**RECORDS SHOWN**
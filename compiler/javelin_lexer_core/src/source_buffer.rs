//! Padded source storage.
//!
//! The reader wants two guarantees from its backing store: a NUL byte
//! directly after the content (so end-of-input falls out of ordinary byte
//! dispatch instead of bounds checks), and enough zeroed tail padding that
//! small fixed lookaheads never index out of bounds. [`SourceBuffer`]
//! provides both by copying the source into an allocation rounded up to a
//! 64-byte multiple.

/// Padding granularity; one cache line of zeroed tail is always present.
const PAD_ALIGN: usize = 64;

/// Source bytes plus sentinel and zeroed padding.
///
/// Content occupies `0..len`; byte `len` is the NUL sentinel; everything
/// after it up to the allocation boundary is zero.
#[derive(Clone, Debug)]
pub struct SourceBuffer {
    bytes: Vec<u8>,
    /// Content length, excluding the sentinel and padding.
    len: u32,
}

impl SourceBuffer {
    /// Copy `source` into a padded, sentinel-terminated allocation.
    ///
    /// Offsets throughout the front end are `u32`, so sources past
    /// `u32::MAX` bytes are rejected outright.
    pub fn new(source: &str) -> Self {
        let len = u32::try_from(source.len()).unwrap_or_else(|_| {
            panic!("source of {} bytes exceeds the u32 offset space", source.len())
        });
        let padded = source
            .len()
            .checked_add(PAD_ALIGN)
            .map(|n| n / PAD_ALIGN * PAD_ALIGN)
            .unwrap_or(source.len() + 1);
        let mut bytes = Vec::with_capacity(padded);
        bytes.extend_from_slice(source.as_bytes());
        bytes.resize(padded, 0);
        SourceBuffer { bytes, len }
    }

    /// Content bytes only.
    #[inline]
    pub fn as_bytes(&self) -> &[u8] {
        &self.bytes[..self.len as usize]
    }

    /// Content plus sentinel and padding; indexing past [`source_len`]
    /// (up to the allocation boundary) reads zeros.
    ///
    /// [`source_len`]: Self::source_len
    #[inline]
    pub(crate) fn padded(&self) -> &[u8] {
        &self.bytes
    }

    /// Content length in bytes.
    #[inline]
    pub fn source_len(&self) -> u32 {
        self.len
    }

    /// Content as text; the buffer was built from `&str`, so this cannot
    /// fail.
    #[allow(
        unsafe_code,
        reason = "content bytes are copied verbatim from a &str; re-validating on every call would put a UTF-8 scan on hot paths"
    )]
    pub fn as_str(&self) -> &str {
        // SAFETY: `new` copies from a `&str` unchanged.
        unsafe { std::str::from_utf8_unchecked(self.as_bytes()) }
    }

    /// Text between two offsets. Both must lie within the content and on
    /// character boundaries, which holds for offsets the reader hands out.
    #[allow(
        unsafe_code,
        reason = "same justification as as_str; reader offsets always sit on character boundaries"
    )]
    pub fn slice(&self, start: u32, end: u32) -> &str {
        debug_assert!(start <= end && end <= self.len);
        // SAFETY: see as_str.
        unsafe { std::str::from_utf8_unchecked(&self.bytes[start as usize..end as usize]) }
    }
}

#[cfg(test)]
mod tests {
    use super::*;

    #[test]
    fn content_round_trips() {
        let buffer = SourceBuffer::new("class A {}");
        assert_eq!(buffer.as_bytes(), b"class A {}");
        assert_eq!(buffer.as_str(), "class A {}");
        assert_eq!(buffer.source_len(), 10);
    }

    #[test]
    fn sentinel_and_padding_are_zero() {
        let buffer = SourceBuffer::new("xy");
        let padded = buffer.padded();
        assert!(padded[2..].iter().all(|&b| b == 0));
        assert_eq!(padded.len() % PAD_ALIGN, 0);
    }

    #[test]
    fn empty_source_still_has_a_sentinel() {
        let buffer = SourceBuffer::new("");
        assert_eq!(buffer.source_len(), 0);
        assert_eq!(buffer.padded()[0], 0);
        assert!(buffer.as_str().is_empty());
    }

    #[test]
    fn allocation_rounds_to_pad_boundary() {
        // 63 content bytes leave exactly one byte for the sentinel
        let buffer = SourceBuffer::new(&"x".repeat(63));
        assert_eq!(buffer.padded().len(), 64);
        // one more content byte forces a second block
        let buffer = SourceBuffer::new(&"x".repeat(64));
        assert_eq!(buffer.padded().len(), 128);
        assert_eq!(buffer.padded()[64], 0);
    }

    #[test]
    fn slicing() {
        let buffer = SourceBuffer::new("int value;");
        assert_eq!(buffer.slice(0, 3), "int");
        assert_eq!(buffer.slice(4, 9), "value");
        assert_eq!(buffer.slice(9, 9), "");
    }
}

* * *

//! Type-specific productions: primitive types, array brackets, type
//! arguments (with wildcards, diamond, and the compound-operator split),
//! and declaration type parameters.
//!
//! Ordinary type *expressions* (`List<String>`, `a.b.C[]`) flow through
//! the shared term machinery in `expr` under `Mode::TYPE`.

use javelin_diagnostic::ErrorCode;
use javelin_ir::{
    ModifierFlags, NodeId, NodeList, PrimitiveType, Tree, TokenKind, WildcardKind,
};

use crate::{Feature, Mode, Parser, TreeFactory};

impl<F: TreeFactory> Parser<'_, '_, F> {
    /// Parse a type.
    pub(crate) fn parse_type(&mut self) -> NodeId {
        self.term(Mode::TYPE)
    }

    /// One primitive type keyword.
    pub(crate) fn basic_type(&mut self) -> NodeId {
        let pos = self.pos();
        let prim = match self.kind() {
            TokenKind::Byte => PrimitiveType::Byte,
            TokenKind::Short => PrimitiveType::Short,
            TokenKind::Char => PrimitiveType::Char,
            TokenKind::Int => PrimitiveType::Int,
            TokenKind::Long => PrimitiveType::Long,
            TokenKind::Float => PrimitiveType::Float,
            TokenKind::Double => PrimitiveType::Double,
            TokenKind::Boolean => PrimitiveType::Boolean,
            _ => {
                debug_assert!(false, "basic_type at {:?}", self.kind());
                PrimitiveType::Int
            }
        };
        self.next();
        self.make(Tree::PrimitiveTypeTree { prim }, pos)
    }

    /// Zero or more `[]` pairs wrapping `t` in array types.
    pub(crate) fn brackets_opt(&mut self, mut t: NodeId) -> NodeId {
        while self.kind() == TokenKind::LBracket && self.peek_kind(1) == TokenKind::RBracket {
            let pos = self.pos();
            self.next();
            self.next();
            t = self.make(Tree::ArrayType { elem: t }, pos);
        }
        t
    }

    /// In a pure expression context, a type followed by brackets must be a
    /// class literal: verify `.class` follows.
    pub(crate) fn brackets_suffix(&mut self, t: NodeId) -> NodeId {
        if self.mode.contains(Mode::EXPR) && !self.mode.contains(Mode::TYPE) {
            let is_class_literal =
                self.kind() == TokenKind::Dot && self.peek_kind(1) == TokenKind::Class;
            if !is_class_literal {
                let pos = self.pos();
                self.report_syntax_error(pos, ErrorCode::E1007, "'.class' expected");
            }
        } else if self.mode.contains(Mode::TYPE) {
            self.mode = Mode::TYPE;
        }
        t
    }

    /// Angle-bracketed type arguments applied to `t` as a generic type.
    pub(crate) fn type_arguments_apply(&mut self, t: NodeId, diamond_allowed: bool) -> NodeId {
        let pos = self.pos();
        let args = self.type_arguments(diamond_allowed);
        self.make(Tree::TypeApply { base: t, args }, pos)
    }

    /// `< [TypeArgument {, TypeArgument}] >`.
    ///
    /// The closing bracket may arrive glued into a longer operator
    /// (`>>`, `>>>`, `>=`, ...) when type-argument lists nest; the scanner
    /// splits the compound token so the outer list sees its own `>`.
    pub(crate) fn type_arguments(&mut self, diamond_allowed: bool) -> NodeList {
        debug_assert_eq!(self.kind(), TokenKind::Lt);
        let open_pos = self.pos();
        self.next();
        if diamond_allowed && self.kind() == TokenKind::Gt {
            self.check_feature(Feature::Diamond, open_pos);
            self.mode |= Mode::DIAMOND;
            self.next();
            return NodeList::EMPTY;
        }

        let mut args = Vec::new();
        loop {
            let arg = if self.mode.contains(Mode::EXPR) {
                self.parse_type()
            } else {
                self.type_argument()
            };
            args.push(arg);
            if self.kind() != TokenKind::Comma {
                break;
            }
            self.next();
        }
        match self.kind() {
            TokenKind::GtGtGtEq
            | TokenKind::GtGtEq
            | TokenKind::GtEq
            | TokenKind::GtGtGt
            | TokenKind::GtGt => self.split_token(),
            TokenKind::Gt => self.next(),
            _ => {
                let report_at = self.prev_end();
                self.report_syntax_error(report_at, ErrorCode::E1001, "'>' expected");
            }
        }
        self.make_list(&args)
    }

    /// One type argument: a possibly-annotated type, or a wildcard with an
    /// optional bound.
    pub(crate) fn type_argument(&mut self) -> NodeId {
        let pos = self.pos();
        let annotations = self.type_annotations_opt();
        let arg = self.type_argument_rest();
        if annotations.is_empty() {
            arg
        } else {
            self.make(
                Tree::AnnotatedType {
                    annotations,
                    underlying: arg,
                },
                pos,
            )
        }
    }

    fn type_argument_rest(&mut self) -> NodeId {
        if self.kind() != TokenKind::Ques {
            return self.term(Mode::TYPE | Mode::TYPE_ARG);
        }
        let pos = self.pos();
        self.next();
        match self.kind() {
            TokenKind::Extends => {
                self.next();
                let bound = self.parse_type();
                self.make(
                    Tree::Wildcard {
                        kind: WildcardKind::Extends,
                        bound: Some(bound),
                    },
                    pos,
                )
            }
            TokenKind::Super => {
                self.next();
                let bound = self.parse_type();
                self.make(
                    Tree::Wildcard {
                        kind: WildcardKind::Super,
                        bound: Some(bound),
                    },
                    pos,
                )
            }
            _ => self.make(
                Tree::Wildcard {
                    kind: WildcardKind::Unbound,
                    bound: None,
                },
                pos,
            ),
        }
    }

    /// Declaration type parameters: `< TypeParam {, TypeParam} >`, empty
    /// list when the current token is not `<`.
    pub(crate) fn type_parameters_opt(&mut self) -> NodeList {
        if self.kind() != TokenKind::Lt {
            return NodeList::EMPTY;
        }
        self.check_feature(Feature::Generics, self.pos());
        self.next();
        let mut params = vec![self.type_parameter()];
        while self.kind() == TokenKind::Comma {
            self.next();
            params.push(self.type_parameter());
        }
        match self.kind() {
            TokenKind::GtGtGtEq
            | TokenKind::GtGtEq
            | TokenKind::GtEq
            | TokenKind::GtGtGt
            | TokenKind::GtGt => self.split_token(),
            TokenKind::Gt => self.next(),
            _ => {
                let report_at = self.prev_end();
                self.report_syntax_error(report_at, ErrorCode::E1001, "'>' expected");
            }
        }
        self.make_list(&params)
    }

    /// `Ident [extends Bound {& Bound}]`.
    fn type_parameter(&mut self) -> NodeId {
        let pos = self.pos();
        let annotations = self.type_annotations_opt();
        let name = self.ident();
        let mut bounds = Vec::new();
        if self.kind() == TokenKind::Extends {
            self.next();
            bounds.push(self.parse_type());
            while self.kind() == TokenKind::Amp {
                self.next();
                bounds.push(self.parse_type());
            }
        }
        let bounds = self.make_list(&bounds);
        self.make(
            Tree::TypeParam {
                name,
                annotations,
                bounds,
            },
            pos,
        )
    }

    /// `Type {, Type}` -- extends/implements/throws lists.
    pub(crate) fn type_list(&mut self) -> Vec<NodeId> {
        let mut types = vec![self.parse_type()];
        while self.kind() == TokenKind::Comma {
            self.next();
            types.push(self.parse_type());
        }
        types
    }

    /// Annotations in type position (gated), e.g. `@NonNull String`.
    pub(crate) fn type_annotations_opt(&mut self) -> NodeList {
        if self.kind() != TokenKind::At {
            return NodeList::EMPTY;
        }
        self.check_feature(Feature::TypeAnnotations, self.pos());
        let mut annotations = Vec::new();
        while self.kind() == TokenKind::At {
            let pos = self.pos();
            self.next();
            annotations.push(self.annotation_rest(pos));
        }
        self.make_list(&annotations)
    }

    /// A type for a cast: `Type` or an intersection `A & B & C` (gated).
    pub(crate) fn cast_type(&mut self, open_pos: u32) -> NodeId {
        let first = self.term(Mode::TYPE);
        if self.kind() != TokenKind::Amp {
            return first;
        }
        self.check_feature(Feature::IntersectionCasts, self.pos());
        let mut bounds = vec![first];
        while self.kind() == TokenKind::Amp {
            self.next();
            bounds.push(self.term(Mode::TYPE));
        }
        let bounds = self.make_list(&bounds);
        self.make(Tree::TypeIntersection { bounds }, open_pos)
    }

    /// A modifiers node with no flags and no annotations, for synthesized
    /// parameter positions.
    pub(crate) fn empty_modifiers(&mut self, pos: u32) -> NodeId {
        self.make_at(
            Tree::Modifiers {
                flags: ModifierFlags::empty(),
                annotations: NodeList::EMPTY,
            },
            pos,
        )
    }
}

**PROBLEM TO WORK ON**
From the records above, reproduce exactly the lines from the one with "filename compiler/javelin_lexer_core/src/source_buffer.rs" to the one with "pub fn as_bytes(&self)", both included, and no others.

**TASK SOLUTION**
filename compiler/javelin_lexer_core/src/source_buffer.rs
//! Padded source storage.
//!
//! The reader wants two guarantees from its backing store: a NUL byte
//! directly after the content (so end-of-input falls out of ordinary byte
//! dispatch instead of bounds checks), and enough zeroed tail padding that
//! small fixed lookaheads never index out of bounds. [`SourceBuffer`]
//! provides both by copying the source into an allocation rounded up to a
//! 64-byte multiple.

/// Padding granularity; one cache line of zeroed tail is always present.
const PAD_ALIGN: usize = 64;

/// Source bytes plus sentinel and zeroed padding.
///
/// Content occupies `0..len`; byte `len` is the NUL sentinel; everything
/// after it up to the allocation boundary is zero.
#[derive(Clone, Debug)]
pub struct SourceBuffer {
    bytes: Vec<u8>,
    /// Content length, excluding the sentinel and padding.
    len: u32,
}

impl SourceBuffer {
    /// Copy `source` into a padded, sentinel-terminated allocation.
    ///
    /// Offsets throughout the front end are `u32`, so sources past
    /// `u32::MAX` bytes are rejected outright.
    pub fn new(source: &str) -> Self {
        let len = u32::try_from(source.len()).unwrap_or_else(|_| {
            panic!("source of {} bytes exceeds the u32 offset space", source.len())
        });
        let padded = source
            .len()
            .checked_add(PAD_ALIGN)
            .map(|n| n / PAD_ALIGN * PAD_ALIGN)
            .unwrap_or(source.len() + 1);
        let mut bytes = Vec::with_capacity(padded);
        bytes.extend_from_slice(source.as_bytes());
        bytes.resize(padded, 0);
        SourceBuffer { bytes, len }
    }

    /// Content bytes only.
    #[inline]
    pub fn as_bytes(&self) -> &[u8] {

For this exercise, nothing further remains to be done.